■ Problem to solve: Go through the records line by line and work out how many lines hold the word "VirtAddr". Answer with the number only.

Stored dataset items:
================================

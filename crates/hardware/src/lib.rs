//! 65816 memory subsystem library.
//!
//! This crate implements everything a 65816-class CPU engine sees on its bus:
//! 1. **MMU:** Paged translation with per-page protection and supervisor/user modes.
//! 2. **SoC:** Bank-0 device dispatch (console, trace toggle, MMU windows, boot ROM).
//! 3. **Façade:** The byte-wide `read`/`write` pair the engine calls for every access.
//! 4. **Simulation:** Configuration profiles and program image loading.
//!
//! The instruction decoder/executor is not part of this crate; it plugs in through
//! [`engine::CpuEngine`].

/// Common types and constants (addresses, access flags, faults).
pub mod common;
/// Machine configuration (profiles, geometry, device map, load window).
pub mod config;
/// Callback interface implemented by the CPU engine.
pub mod engine;
/// Address translator (control registers, page table, protection).
pub mod mmu;
/// Program image loading.
pub mod sim;
/// System-on-chip (builder, bus, devices, memory, traits).
pub mod soc;

/// Access kind accompanying every read.
pub use crate::common::AccessFlags;
/// MMU fault and read outcome types.
pub use crate::common::{Fault, ReadResult};
/// Root configuration type; use `Config::paged()`, `Config::unpaged()` or `Config::from_json`.
pub use crate::config::Config;
/// Engine callbacks.
pub use crate::engine::CpuEngine;
/// Address translator.
pub use crate::mmu::Mmu;
/// Top-level memory system; construct with `MemorySystem::new`.
pub use crate::soc::MemorySystem;
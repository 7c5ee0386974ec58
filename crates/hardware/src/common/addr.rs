//! Physical and Virtual Address types.
//!
//! This module defines strong types for the two address spaces seen by the bus:
//! 1. **Virtual:** The address as issued by the CPU engine, before translation.
//! 2. **Physical:** The offset into the flat memory/device space, after translation.
//!
//! Both wrap a `u32`; the 65816 drives 24 address lines, and the bus reduces every
//! address modulo the configured memory size before use.

/// A virtual address issued by the CPU engine.
///
/// Virtual addresses are translated through the MMU while it is enabled and
/// used verbatim as physical addresses otherwise.
#[derive(Clone, Copy, Debug, PartialEq, Eq, PartialOrd, Ord, Hash)]
pub struct VirtAddr(pub u32);

/// A physical address on the system bus.
#[derive(Clone, Copy, Debug, PartialEq, Eq, PartialOrd, Ord, Hash)]
pub struct PhysAddr(pub u32);

impl VirtAddr {
    /// Creates a new virtual address from a raw value.
    #[inline(always)]
    pub const fn new(addr: u32) -> Self {
        Self(addr)
    }

    /// Returns the raw address value.
    #[inline(always)]
    pub const fn val(self) -> u32 {
        self.0
    }

    /// Reduces the address modulo `mem_size`.
    ///
    /// `mem_size` must be non-zero; configurations are validated before a
    /// system is built.
    #[inline]
    pub const fn wrap(self, mem_size: u32) -> Self {
        Self(self.0 % mem_size)
    }
}

impl PhysAddr {
    /// Creates a new physical address from a raw value.
    #[inline(always)]
    pub const fn new(addr: u32) -> Self {
        Self(addr)
    }

    /// Returns the raw address value.
    #[inline(always)]
    pub const fn val(self) -> u32 {
        self.0
    }
}

impl From<VirtAddr> for PhysAddr {
    /// Identity mapping, used while translation is off.
    fn from(vaddr: VirtAddr) -> Self {
        Self(vaddr.0)
    }
}

impl From<u32> for VirtAddr {
    fn from(addr: u32) -> Self {
        Self(addr)
    }
}

impl From<u32> for PhysAddr {
    fn from(addr: u32) -> Self {
        Self(addr)
    }
}
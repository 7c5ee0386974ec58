//! Simulation utilities and program loading.
//!
//! Provides the loader that places a program image into physical memory
//! before the CPU engine is reset.

pub mod loader;

pub use loader::{load_bytes, load_image};
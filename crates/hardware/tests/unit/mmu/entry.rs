//! # Page-Table Entry Tests

use mmu816_core::mmu::{PageTable, PageTableEntry};
use proptest::prelude::*;

#[test]
fn test_entry_fields() {
    let entry = PageTableEntry::new(0x123, true, false, true);
    assert_eq!(entry.frame(), 0x123);
    assert!(entry.present());
    assert!(!entry.writable());
    assert!(entry.user());
    assert_eq!(entry.bits(), 0x8000 | 0x2000 | 0x123);
}

#[test]
fn test_frame_is_truncated_to_eleven_bits() {
    let entry = PageTableEntry::new(0xFFFF, false, false, false);
    assert_eq!(entry.frame(), 0x7FF);
    assert!(!entry.present());
}

#[test]
fn test_empty_entry_is_not_present() {
    assert!(!PageTableEntry::EMPTY.present());
    assert_eq!(PageTableEntry::default(), PageTableEntry::EMPTY);
}

#[test]
fn test_table_bounds() {
    let mut table = PageTable::new(4);
    assert_eq!(table.len(), 4);
    assert!(table.get(4).is_err());

    table.set(9, PageTableEntry(0xFFFF));
    assert!(table.iter().all(|e| *e == PageTableEntry::EMPTY));
    assert_eq!(table.read_byte(8), 0);
}

proptest! {
    /// Writing low then high through the window reproduces the value; each
    /// write leaves the other half untouched.
    #[test]
    fn prop_window_bytes_round_trip(index in 0usize..1024, old in any::<u16>(), new in any::<u16>()) {
        let mut table = PageTable::new(1024);
        table.set(index, PageTableEntry(old));
        let offset = (index * 2) as u32;

        let [lo, hi] = new.to_le_bytes();
        table.write_byte(offset, lo);
        prop_assert_eq!(table.get(index).unwrap().high(), old.to_le_bytes()[1]);
        table.write_byte(offset + 1, hi);

        prop_assert_eq!(table.get(index).unwrap(), PageTableEntry(new));
        prop_assert_eq!(table.read_byte(offset), lo);
        prop_assert_eq!(table.read_byte(offset + 1), hi);
    }
}
//! # Address Type Tests

use mmu816_core::common::constants::MEMSIZE;
use mmu816_core::common::{PhysAddr, VirtAddr};

#[test]
fn test_wrap_reduces_modulo_memory_size() {
    assert_eq!(VirtAddr::new(MEMSIZE + 0x10).wrap(MEMSIZE), VirtAddr::new(0x10));
    assert_eq!(VirtAddr::new(MEMSIZE - 1).wrap(MEMSIZE).val(), MEMSIZE - 1);
    assert_eq!(VirtAddr::new(0x1234).wrap(0x1000).val(), 0x234);
}

#[test]
fn test_identity_conversion() {
    let paddr: PhysAddr = VirtAddr::new(0x00_C0D0).into();
    assert_eq!(paddr, PhysAddr::new(0xC0D0));
    assert_eq!(paddr.val(), 0xC0D0);
}

#[test]
fn test_from_raw() {
    assert_eq!(VirtAddr::from(0xFFFCu32).val(), 0xFFFC);
    assert_eq!(PhysAddr::from(0x2_0000u32).val(), 0x2_0000);
}
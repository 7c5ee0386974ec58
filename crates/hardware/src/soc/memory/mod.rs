//! Physical System Memory.
//!
//! A flat byte array covering the whole physical space. It backs plain RAM, the
//! boot ROM contents and every address no device claims. Addresses handed to it
//! have already been reduced modulo its size by the bus façade; anything out of
//! range reads 0 and drops writes.

/// Physical memory: RAM plus the storage behind the ROM window.
#[derive(Clone, PartialEq, Eq)]
pub struct PhysicalMemory {
    data: Box<[u8]>,
}

impl std::fmt::Debug for PhysicalMemory {
    fn fmt(&self, f: &mut std::fmt::Formatter<'_>) -> std::fmt::Result {
        f.debug_struct("PhysicalMemory")
            .field("size", &self.data.len())
            .finish_non_exhaustive()
    }
}

impl PhysicalMemory {
    /// Allocates `size` zeroed bytes.
    pub fn new(size: u32) -> Self {
        Self {
            data: vec![0u8; size as usize].into_boxed_slice(),
        }
    }

    /// Size in bytes.
    pub fn len(&self) -> u32 {
        self.data.len() as u32
    }

    /// Returns true if no memory is backing the space.
    pub fn is_empty(&self) -> bool {
        self.data.is_empty()
    }

    /// Reads one byte.
    #[inline]
    pub fn read_u8(&self, paddr: u32) -> u8 {
        self.data.get(paddr as usize).copied().unwrap_or(0)
    }

    /// Writes one byte.
    #[inline]
    pub fn write_u8(&mut self, paddr: u32, val: u8) {
        if let Some(slot) = self.data.get_mut(paddr as usize) {
            *slot = val;
        }
    }

    /// Copies `data` to `offset`, stopping at `limit` (exclusive) or at the
    /// end of memory, whichever comes first.
    ///
    /// # Returns
    ///
    /// Number of bytes copied.
    pub fn load(&mut self, offset: u32, limit: u32, data: &[u8]) -> usize {
        let start = offset as usize;
        let end = (limit as usize).min(self.data.len());
        if start >= end {
            return 0;
        }
        let count = data.len().min(end - start);
        self.data[start..start + count].copy_from_slice(&data[..count]);
        count
    }

    /// Borrows `len` bytes starting at `base`, clamped to the end of memory.
    pub fn slice(&self, base: u32, len: u32) -> &[u8] {
        let start = (base as usize).min(self.data.len());
        let end = start.saturating_add(len as usize).min(self.data.len());
        &self.data[start..end]
    }
}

================================

■ Answer for this exercise: 11